Your objective ->
Transcribe, word for word and without additions, each line below from the one containing "fn guess_content_type(key: &str)" through the one containing "impl ByteStore for LocalStore", both ends included.
━━━━━ Records shown ━━━━━
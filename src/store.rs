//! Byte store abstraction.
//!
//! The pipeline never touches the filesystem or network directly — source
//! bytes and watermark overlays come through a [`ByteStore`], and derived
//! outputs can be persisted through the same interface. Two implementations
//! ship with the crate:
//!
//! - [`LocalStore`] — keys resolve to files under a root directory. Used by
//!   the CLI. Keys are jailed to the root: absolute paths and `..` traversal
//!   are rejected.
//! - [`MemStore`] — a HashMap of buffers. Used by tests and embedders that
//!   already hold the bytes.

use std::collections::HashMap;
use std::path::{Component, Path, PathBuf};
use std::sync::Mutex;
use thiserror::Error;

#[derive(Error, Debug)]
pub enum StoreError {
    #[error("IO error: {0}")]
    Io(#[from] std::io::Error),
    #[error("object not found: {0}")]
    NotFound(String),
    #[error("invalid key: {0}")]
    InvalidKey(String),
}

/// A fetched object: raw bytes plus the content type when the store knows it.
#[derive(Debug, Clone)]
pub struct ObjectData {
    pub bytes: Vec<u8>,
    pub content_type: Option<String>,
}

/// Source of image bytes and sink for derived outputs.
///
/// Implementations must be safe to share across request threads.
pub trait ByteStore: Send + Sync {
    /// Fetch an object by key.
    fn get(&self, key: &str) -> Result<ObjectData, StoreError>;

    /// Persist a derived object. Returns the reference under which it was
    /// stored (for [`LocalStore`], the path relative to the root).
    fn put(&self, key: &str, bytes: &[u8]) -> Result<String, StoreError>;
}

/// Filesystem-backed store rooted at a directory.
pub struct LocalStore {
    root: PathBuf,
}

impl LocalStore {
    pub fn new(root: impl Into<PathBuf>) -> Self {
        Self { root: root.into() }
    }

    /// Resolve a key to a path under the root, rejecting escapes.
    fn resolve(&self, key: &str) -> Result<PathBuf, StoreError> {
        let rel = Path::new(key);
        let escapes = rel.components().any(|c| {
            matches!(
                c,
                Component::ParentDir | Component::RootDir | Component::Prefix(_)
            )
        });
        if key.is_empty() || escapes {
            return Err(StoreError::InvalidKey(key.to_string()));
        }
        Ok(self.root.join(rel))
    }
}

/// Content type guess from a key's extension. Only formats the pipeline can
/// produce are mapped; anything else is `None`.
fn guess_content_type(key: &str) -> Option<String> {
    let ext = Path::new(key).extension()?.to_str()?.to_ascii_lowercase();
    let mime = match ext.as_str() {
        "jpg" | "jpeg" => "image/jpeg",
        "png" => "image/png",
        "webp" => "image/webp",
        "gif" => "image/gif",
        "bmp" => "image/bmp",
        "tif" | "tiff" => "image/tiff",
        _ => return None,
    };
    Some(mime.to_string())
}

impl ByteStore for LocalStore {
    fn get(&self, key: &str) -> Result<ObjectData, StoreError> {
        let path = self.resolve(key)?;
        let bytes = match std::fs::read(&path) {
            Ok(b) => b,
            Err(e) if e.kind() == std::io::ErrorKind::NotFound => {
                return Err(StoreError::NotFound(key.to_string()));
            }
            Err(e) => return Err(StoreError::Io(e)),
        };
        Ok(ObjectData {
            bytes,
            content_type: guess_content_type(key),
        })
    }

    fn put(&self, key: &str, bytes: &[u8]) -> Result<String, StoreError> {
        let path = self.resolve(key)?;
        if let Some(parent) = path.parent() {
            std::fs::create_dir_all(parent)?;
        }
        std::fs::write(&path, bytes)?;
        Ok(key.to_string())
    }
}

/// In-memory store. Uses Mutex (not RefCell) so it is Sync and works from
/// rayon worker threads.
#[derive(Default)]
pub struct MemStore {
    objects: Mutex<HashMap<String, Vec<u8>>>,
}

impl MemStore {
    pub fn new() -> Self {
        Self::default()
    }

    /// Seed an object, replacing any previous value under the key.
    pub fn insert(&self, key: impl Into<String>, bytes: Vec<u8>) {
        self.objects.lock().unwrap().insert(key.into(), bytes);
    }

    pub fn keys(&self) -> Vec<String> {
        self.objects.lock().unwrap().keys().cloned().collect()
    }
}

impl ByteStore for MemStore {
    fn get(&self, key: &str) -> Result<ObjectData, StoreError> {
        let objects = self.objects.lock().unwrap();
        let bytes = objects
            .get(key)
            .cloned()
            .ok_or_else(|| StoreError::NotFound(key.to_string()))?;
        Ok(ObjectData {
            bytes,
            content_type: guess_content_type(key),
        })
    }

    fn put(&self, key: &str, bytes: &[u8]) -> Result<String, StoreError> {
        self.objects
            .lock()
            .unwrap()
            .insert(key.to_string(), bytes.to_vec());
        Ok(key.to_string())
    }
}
━━━━━
Task response ->
fn guess_content_type(key: &str) -> Option<String> {
    let ext = Path::new(key).extension()?.to_str()?.to_ascii_lowercase();
    let mime = match ext.as_str() {
        "jpg" | "jpeg" => "image/jpeg",
        "png" => "image/png",
        "webp" => "image/webp",
        "gif" => "image/gif",
        "bmp" => "image/bmp",
        "tif" | "tiff" => "image/tiff",
        _ => return None,
    };
    Some(mime.to_string())
}

impl ByteStore for LocalStore {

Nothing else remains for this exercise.